In ongoing clinical studies, 11C-PIB PET is being examined to determine whether the tracer has utility in the differential diagnosis and follow-up of AD and in evaluating the efficacy of antiamyloid therapies. To enable the continued use of 11C-PIB and to confirm safety, it is important to determine the radiation exposure caused by such studies. A radiation dosimetry study with baboons showed that 11C-PIB was eliminated by the hepatobiliary and renal systems and that the critical organ was the gallbladder wall (7). In that study, data from 2 baboons were used to estimate human radiation doses; as yet, to our knowledge, no human data on 11C-PIB dosimetry are available. Therefore, we investigated the biodistribution and excretion of 11C-PIB in 6 healthy volunteers with a dynamic scanning protocol in the abdominal region. Three subjects had their middle abdominal region in the tomography field of view to measure radioactivity in the liver, kidneys, stomach, and intestine.

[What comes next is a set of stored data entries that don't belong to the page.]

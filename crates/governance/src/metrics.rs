//! Execution metrics: an in-process tracker plus the Prometheus exporter.

use dashmap::DashMap;
use metrics_exporter_prometheus::{PrometheusBuilder, PrometheusHandle};
use serde::Serialize;
use std::cmp::Ordering;
use std::collections::BTreeMap;
use std::future::Future;
use std::time::{Duration, Instant};

use verdant_core::{Error, Result};

use crate::window::{ExecutionStats, ExecutionWindow, DEFAULT_WINDOW_SIZE};

/// Initialize Prometheus recorder and return the handle.
pub fn setup_metrics_recorder() -> Result<PrometheusHandle> {
    let builder = PrometheusBuilder::new();

    let handle = builder
        .install_recorder()
        .map_err(|e| Error::internal(format!("Failed to install Prometheus recorder: {}", e)))?;

    tracing::info!("Prometheus metrics recorder initialized");
    Ok(handle)
}

/// Keyed time-series of execution outcomes.
///
/// Used for agents and for any other pipeline stage. Each component's window
/// lives in its own map entry, so concurrent records for the same key are
/// serialized by the entry lock while different keys proceed independently.
pub struct ExecutionMetricsTracker {
    components: DashMap<String, ExecutionWindow>,
    window_size: usize,
}

impl ExecutionMetricsTracker {
    /// Create a tracker with the default window size.
    pub fn new() -> Self {
        Self::with_window_size(DEFAULT_WINDOW_SIZE)
    }

    /// Create a tracker keeping `window_size` samples per component.
    pub fn with_window_size(window_size: usize) -> Self {
        Self {
            components: DashMap::new(),
            window_size,
        }
    }

    /// Record one execution.
    pub fn record(&self, component: &str, duration: Duration, success: bool) {
        self.components
            .entry(component.to_string())
            .or_insert_with(|| ExecutionWindow::new(self.window_size))
            .record(duration, success);

        let outcome = if success { "success" } else { "error" };
        metrics::counter!(
            "verdant_component_executions_total",
            "component" => component.to_string(),
            "outcome" => outcome
        )
        .increment(1);
        metrics::histogram!(
            "verdant_component_duration_seconds",
            "component" => component.to_string()
        )
        .record(duration.as_secs_f64());

        tracing::trace!(
            component = component,
            duration_ms = duration.as_millis() as u64,
            success = success,
            "Recorded execution"
        );
    }

    /// Time `work` and record its outcome; `Ok` counts as success.
    pub async fn track<T, E, F>(&self, component: &str, work: F) -> std::result::Result<T, E>
    where
        F: Future<Output = std::result::Result<T, E>>,
    {
        let started = Instant::now();
        let result = work.await;
        self.record(component, started.elapsed(), result.is_ok());
        result
    }

    /// Statistics for one component; all zeroes if it never executed.
    pub fn metrics(&self, component: &str) -> ExecutionStats {
        self.components
            .get(component)
            .map(|window| window.stats(component))
            .unwrap_or_else(|| ExecutionStats::empty(component))
    }

    /// Statistics for every tracked component, keyed by name.
    pub fn all_metrics(&self) -> BTreeMap<String, ExecutionStats> {
        self.components
            .iter()
            .map(|entry| (entry.key().clone(), entry.value().stats(entry.key())))
            .collect()
    }

    /// Components with the best success rate, faster ones first on ties.
    pub fn top_performers(&self, limit: usize) -> Vec<ExecutionStats> {
        let mut stats = self.executed();
        stats.sort_by(|a, b| {
            cmp_f64(b.success_rate, a.success_rate)
                .then_with(|| cmp_f64(a.average_execution_ms, b.average_execution_ms))
                .then_with(|| a.component.cmp(&b.component))
        });
        stats.truncate(limit);
        stats
    }

    /// Components with the highest average latency.
    pub fn slowest_components(&self, limit: usize) -> Vec<ExecutionStats> {
        let mut stats = self.executed();
        stats.sort_by(|a, b| {
            cmp_f64(b.average_execution_ms, a.average_execution_ms)
                .then_with(|| a.component.cmp(&b.component))
        });
        stats.truncate(limit);
        stats
    }

    /// Components that failed at least once, most errors first.
    pub fn components_with_errors(&self) -> Vec<ExecutionStats> {
        let mut stats: Vec<_> = self
            .executed()
            .into_iter()
            .filter(|s| s.error_count > 0)
            .collect();
        stats.sort_by(|a, b| {
            b.error_count
                .cmp(&a.error_count)
                .then_with(|| a.component.cmp(&b.component))
        });
        stats
    }

    /// Forget one component. Returns whether it was tracked.
    pub fn reset(&self, component: &str) -> bool {
        let removed = self.components.remove(component).is_some();
        if removed {
            tracing::debug!(component = component, "Reset component metrics");
        }
        removed
    }

    /// Forget every component.
    pub fn reset_all(&self) {
        self.components.clear();
        tracing::debug!("Reset all component metrics");
    }

    /// JSON-safe summary for dashboards and log lines.
    pub fn summary(&self) -> MetricsSummary {
        let components = self.all_metrics();
        let total_executions: u64 = components.values().map(|s| s.total_executions).sum();
        let total_successes: u64 = components.values().map(|s| s.success_count).sum();
        let active: Vec<_> = components.values().filter(|s| s.window_size > 0).collect();
        let average_execution_ms = if active.is_empty() {
            0.0
        } else {
            active.iter().map(|s| s.average_execution_ms).sum::<f64>() / active.len() as f64
        };

        MetricsSummary {
            total_components: components.len(),
            total_executions,
            overall_success_rate: if total_executions == 0 {
                0.0
            } else {
                total_successes as f64 / total_executions as f64
            },
            average_execution_ms,
            components,
        }
    }

    fn executed(&self) -> Vec<ExecutionStats> {
        self.all_metrics()
            .into_values()
            .filter(|s| s.total_executions > 0)
            .collect()
    }
}

impl Default for ExecutionMetricsTracker {
    fn default() -> Self {
        Self::new()
    }
}

/// Aggregate view returned by [`ExecutionMetricsTracker::summary`].
#[derive(Debug, Clone, Serialize)]
#[serde(rename_all = "camelCase")]
pub struct MetricsSummary {
    pub total_components: usize,
    pub total_executions: u64,
    pub overall_success_rate: f64,
    pub average_execution_ms: f64,
    pub components: BTreeMap<String, ExecutionStats>,
}

fn cmp_f64(a: f64, b: f64) -> Ordering {
    a.partial_cmp(&b).unwrap_or(Ordering::Equal)
}

#[cfg(test)]
mod tests {
    use super::*;

    fn ms(n: u64) -> Duration {
        Duration::from_millis(n)
    }

    #[test]
    fn test_unknown_component_is_zeroed() {
        let tracker = ExecutionMetricsTracker::new();
        let stats = tracker.metrics("never_ran");
        assert_eq!(stats.success_rate, 0.0);
        assert_eq!(stats.total_executions, 0);
        assert_eq!(stats.average_execution_ms, 0.0);
    }

    #[test]
    fn test_window_keeps_last_hundred() {
        let tracker = ExecutionMetricsTracker::new();
        tracker.record("classifier", ms(5000), true);
        for _ in 0..100 {
            tracker.record("classifier", ms(120), true);
        }
        let stats = tracker.metrics("classifier");
        assert_eq!(stats.window_size, 100);
        assert_eq!(stats.total_executions, 101);
        assert_eq!(stats.average_execution_ms, 120.0);
        assert_eq!(stats.max_execution_ms, 120.0);
    }

    #[test]
    fn test_derived_views_skip_idle_components() {
        let tracker = ExecutionMetricsTracker::new();
        tracker.record("fast", ms(10), true);
        tracker.record("slow", ms(900), true);
        tracker.record("flaky", ms(50), true);
        tracker.record("flaky", ms(50), false);

        let top = tracker.top_performers(2);
        assert_eq!(top.len(), 2);
        assert_eq!(top[0].component, "fast");
        assert_eq!(top[1].component, "slow");

        let slowest = tracker.slowest_components(1);
        assert_eq!(slowest[0].component, "slow");

        let errors = tracker.components_with_errors();
        assert_eq!(errors.len(), 1);
        assert_eq!(errors[0].component, "flaky");
    }

    #[test]
    fn test_reset_and_reset_all() {
        let tracker = ExecutionMetricsTracker::new();
        tracker.record("a", ms(1), true);
        tracker.record("b", ms(1), false);

        assert!(tracker.reset("a"));
        assert!(!tracker.reset("a"));
        assert_eq!(tracker.metrics("a").total_executions, 0);
        assert_eq!(tracker.all_metrics().len(), 1);

        tracker.reset_all();
        assert!(tracker.all_metrics().is_empty());
    }

    #[test]
    fn test_summary_is_json_safe() {
        let tracker = ExecutionMetricsTracker::new();
        assert_eq!(tracker.summary().overall_success_rate, 0.0);

        tracker.record("a", ms(10), true);
        tracker.record("a", ms(30), false);
        let summary = tracker.summary();
        assert_eq!(summary.total_executions, 2);
        assert_eq!(summary.overall_success_rate, 0.5);
        assert_eq!(summary.average_execution_ms, 20.0);

        let json = serde_json::to_value(&summary).unwrap();
        assert_eq!(json["components"]["a"]["errorCount"], 1);
    }

    #[tokio::test]
    async fn test_track_records_outcome() {
        let tracker = ExecutionMetricsTracker::new();
        let ok: std::result::Result<u32, String> = tracker.track("stage", async { Ok(7) }).await;
        let err: std::result::Result<u32, String> =
            tracker.track("stage", async { Err("boom".to_string()) }).await;

        assert_eq!(ok.unwrap(), 7);
        assert!(err.is_err());
        let stats = tracker.metrics("stage");
        assert_eq!(stats.success_count, 1);
        assert_eq!(stats.error_count, 1);
    }
}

Three subjects were positioned for scanning radioactivity in the heart wall, lungs, and spleen. We also observed the biodistribution in the entire body with 2 whole-body images. Also, 5 brain scans from a previous study by our group (8) were reanalyzed. Absorbed dose estimates were based on 11C-PIB residence times in source regions, which were defined from dynamic radioactivity concentration curves.
MATERIALS AND METHODS
Subjects
The protocol of this study was approved by the local ethics committee and the Finnish National Agency for Medicines. Eight healthy male volunteers, 22- to 42-y old (mean ± SD, 27.5 ± 6.7 y; median age, 27 y), were recruited for dynamic PET of the upper or middle abdominal region or the entire body after written informed consent was given. The subjects weighed 65–96 kg (mean ± SD, 76.4 ± 11.2 kg; median, 73 kg). These body weights are close to the 70-kg Reference Man's weight of the MIRDOSE3.1 software (9). All subjects were free of somatic and neuropsychiatric illness, according to history and thorough physical examination.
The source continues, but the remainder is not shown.